**WHAT THE TASK REQUIRES**
Reproduce the full listing that appears beneath this instruction exactly.
....
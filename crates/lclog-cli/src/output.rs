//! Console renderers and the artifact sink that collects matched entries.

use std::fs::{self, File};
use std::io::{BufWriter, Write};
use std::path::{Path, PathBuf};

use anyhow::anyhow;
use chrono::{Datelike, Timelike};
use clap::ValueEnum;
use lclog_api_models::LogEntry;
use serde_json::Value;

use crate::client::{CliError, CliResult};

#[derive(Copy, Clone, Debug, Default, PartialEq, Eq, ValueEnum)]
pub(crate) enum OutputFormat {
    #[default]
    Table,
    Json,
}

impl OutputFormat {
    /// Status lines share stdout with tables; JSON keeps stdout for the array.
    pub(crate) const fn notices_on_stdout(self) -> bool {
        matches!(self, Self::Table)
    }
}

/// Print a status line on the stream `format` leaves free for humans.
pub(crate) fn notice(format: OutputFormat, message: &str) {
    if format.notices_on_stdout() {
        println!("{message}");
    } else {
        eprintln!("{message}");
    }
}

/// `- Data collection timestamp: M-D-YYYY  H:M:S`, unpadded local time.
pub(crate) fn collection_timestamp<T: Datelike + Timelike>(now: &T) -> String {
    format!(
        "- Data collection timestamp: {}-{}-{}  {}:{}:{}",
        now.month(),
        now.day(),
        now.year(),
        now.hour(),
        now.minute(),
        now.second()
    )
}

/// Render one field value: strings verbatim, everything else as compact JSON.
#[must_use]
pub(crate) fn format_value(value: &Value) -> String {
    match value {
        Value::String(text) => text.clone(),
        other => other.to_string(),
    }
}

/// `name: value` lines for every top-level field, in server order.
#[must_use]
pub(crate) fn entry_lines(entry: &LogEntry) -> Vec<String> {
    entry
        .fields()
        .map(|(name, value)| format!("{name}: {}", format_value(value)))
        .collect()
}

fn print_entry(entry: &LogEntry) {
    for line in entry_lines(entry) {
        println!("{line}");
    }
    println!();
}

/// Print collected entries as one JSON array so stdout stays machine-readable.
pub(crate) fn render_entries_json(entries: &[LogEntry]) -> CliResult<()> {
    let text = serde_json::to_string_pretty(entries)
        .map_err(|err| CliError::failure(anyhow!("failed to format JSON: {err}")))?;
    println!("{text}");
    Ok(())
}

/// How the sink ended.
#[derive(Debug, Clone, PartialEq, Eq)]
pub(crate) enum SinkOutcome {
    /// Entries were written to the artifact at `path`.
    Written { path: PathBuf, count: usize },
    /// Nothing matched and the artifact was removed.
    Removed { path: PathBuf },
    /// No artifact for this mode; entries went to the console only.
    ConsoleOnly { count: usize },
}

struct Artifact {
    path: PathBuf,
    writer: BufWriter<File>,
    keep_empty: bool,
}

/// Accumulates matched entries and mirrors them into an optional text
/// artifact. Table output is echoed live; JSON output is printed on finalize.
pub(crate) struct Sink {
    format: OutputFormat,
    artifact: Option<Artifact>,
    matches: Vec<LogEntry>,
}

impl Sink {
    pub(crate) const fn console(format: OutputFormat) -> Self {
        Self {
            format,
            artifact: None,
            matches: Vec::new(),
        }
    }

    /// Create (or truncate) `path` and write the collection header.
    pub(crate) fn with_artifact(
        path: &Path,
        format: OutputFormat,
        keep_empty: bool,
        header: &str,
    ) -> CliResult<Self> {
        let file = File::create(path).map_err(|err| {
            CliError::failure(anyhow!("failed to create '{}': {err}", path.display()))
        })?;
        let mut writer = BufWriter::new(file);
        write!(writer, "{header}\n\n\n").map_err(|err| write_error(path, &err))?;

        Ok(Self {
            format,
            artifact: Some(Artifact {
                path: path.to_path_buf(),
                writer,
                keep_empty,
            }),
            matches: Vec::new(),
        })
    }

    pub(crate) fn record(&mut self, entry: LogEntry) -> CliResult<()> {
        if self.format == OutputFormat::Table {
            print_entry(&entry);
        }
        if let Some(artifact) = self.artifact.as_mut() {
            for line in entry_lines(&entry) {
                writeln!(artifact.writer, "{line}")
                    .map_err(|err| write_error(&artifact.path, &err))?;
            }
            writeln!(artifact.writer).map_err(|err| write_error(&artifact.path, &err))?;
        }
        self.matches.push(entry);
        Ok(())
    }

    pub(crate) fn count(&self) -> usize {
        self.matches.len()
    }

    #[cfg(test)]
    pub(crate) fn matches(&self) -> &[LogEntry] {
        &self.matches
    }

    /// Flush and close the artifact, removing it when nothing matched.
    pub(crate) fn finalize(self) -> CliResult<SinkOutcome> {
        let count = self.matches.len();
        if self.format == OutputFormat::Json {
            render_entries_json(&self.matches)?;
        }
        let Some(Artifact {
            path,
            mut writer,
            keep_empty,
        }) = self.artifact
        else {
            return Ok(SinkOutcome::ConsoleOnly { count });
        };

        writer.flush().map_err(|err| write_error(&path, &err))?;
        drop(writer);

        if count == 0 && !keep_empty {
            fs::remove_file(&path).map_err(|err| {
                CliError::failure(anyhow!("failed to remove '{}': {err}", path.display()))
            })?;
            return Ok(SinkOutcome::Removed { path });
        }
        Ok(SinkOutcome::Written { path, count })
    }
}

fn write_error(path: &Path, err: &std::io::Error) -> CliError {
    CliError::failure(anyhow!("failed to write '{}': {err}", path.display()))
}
....
**YOUR SOLUTION**
filename crates/lclog-cli/src/output.rs
//! Console renderers and the artifact sink that collects matched entries.

use std::fs::{self, File};
use std::io::{BufWriter, Write};
use std::path::{Path, PathBuf};

use anyhow::anyhow;
use chrono::{Datelike, Timelike};
use clap::ValueEnum;
use lclog_api_models::LogEntry;
use serde_json::Value;

use crate::client::{CliError, CliResult};

#[derive(Copy, Clone, Debug, Default, PartialEq, Eq, ValueEnum)]
pub(crate) enum OutputFormat {
    #[default]
    Table,
    Json,
}

impl OutputFormat {
    /// Status lines share stdout with tables; JSON keeps stdout for the array.
    pub(crate) const fn notices_on_stdout(self) -> bool {
        matches!(self, Self::Table)
    }
}

/// Print a status line on the stream `format` leaves free for humans.
pub(crate) fn notice(format: OutputFormat, message: &str) {
    if format.notices_on_stdout() {
        println!("{message}");
    } else {
        eprintln!("{message}");
    }
}

/// `- Data collection timestamp: M-D-YYYY  H:M:S`, unpadded local time.
pub(crate) fn collection_timestamp<T: Datelike + Timelike>(now: &T) -> String {
    format!(
        "- Data collection timestamp: {}-{}-{}  {}:{}:{}",
        now.month(),
        now.day(),
        now.year(),
        now.hour(),
        now.minute(),
        now.second()
    )
}

/// Render one field value: strings verbatim, everything else as compact JSON.
#[must_use]
pub(crate) fn format_value(value: &Value) -> String {
    match value {
        Value::String(text) => text.clone(),
        other => other.to_string(),
    }
}

/// `name: value` lines for every top-level field, in server order.
#[must_use]
pub(crate) fn entry_lines(entry: &LogEntry) -> Vec<String> {
    entry
        .fields()
        .map(|(name, value)| format!("{name}: {}", format_value(value)))
        .collect()
}

fn print_entry(entry: &LogEntry) {
    for line in entry_lines(entry) {
        println!("{line}");
    }
    println!();
}

/// Print collected entries as one JSON array so stdout stays machine-readable.
pub(crate) fn render_entries_json(entries: &[LogEntry]) -> CliResult<()> {
    let text = serde_json::to_string_pretty(entries)
        .map_err(|err| CliError::failure(anyhow!("failed to format JSON: {err}")))?;
    println!("{text}");
    Ok(())
}

/// How the sink ended.
#[derive(Debug, Clone, PartialEq, Eq)]
pub(crate) enum SinkOutcome {
    /// Entries were written to the artifact at `path`.
    Written { path: PathBuf, count: usize },
    /// Nothing matched and the artifact was removed.
    Removed { path: PathBuf },
    /// No artifact for this mode; entries went to the console only.
    ConsoleOnly { count: usize },
}

struct Artifact {
    path: PathBuf,
    writer: BufWriter<File>,
    keep_empty: bool,
}

/// Accumulates matched entries and mirrors them into an optional text
/// artifact. Table output is echoed live; JSON output is printed on finalize.
pub(crate) struct Sink {
    format: OutputFormat,
    artifact: Option<Artifact>,
    matches: Vec<LogEntry>,
}

impl Sink {
    pub(crate) const fn console(format: OutputFormat) -> Self {
        Self {
            format,
            artifact: None,
            matches: Vec::new(),
        }
    }

    /// Create (or truncate) `path` and write the collection header.
    pub(crate) fn with_artifact(
        path: &Path,
        format: OutputFormat,
        keep_empty: bool,
        header: &str,
    ) -> CliResult<Self> {
        let file = File::create(path).map_err(|err| {
            CliError::failure(anyhow!("failed to create '{}': {err}", path.display()))
        })?;
        let mut writer = BufWriter::new(file);
        write!(writer, "{header}\n\n\n").map_err(|err| write_error(path, &err))?;

        Ok(Self {
            format,
            artifact: Some(Artifact {
                path: path.to_path_buf(),
                writer,
                keep_empty,
            }),
            matches: Vec::new(),
        })
    }

    pub(crate) fn record(&mut self, entry: LogEntry) -> CliResult<()> {
        if self.format == OutputFormat::Table {
            print_entry(&entry);
        }
        if let Some(artifact) = self.artifact.as_mut() {
            for line in entry_lines(&entry) {
                writeln!(artifact.writer, "{line}")
                    .map_err(|err| write_error(&artifact.path, &err))?;
            }
            writeln!(artifact.writer).map_err(|err| write_error(&artifact.path, &err))?;
        }
        self.matches.push(entry);
        Ok(())
    }

    pub(crate) fn count(&self) -> usize {
        self.matches.len()
    }

    #[cfg(test)]
    pub(crate) fn matches(&self) -> &[LogEntry] {
        &self.matches
    }

    /// Flush and close the artifact, removing it when nothing matched.
    pub(crate) fn finalize(self) -> CliResult<SinkOutcome> {
        let count = self.matches.len();
        if self.format == OutputFormat::Json {
            render_entries_json(&self.matches)?;
        }
        let Some(Artifact {
            path,
            mut writer,
            keep_empty,
        }) = self.artifact
        else {
            return Ok(SinkOutcome::ConsoleOnly { count });
        };

        writer.flush().map_err(|err| write_error(&path, &err))?;
        drop(writer);

        if count == 0 && !keep_empty {
            fs::remove_file(&path).map_err(|err| {
                CliError::failure(anyhow!("failed to remove '{}': {err}", path.display()))
            })?;
            return Ok(SinkOutcome::Removed { path });
        }
        Ok(SinkOutcome::Written { path, count })
    }
}

fn write_error(path: &Path, err: &std::io::Error) -> CliError {
    CliError::failure(anyhow!("failed to write '{}': {err}", path.display()))
}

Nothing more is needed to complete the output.